Pull every line that includes the word "struct" out of the data below and copy it.

Data entries:
_ _ _ _ _

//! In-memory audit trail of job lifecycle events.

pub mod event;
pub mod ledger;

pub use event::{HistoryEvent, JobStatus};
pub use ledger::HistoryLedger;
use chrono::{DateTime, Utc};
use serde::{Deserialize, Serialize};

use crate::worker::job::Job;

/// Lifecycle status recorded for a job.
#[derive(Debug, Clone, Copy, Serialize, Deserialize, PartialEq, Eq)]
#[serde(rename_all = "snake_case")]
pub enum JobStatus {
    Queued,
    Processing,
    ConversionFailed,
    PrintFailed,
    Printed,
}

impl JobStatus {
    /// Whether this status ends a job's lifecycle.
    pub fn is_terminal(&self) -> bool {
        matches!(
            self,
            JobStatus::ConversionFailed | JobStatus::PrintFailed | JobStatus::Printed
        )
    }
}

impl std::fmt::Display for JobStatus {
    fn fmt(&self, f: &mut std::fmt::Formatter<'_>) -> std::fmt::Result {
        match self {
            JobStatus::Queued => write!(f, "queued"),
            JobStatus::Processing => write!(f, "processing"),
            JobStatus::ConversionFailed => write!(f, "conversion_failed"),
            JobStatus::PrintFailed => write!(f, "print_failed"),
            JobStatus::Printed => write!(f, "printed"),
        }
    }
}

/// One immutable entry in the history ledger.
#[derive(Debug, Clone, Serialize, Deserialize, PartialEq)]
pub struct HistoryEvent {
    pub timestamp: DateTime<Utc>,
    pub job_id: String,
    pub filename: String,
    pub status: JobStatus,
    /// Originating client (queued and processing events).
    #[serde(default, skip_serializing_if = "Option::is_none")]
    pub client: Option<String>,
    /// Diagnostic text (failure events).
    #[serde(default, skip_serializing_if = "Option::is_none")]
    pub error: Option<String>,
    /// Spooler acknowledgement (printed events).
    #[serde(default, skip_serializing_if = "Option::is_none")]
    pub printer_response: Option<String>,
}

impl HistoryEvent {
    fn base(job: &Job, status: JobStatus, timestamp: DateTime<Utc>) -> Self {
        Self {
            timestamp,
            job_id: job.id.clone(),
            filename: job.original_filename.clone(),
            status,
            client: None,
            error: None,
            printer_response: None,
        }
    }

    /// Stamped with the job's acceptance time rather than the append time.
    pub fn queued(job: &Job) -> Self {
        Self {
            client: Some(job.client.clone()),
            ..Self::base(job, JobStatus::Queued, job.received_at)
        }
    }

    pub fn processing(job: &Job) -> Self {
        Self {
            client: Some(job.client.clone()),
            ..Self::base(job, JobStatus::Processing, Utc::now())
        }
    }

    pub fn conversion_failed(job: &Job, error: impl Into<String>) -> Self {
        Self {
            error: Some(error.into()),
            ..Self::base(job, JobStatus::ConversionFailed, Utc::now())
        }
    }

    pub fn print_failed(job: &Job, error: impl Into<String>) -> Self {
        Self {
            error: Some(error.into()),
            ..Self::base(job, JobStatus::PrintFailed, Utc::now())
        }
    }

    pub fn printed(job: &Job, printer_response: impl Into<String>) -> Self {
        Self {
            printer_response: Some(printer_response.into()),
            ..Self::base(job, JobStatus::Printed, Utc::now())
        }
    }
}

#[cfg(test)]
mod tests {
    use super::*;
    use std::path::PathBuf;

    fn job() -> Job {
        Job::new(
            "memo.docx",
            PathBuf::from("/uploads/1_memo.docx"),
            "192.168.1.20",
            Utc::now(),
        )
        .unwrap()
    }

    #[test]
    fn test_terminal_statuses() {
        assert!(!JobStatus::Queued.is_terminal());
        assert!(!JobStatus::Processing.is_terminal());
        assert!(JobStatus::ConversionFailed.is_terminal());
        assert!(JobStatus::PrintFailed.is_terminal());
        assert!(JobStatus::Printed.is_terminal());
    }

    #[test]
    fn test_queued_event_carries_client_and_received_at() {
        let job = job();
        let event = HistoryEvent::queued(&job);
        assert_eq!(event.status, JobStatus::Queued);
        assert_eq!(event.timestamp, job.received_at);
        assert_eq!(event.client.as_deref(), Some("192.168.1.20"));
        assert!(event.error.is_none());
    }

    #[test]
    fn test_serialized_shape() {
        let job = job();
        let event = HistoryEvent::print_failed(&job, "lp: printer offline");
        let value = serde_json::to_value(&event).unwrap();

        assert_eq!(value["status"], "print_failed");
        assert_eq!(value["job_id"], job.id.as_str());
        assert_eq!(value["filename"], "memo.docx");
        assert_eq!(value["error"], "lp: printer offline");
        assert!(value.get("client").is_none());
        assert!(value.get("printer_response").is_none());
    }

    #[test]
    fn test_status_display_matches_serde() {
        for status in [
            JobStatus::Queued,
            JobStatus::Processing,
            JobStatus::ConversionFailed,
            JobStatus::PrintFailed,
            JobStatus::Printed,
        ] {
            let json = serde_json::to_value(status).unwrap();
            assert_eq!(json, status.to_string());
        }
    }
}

_ _ _ _ _

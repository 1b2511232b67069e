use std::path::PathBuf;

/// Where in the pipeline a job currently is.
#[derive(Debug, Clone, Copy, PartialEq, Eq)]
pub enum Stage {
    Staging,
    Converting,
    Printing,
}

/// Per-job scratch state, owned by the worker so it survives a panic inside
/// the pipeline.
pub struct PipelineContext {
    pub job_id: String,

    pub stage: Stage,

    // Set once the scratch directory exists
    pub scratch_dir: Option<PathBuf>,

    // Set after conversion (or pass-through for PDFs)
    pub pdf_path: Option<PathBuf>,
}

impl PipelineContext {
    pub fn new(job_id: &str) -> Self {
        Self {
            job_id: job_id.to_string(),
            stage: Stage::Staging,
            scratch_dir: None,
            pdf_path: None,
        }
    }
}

_ _ _ _ _

Expected output:
pub struct HistoryEvent {
pub struct PipelineContext {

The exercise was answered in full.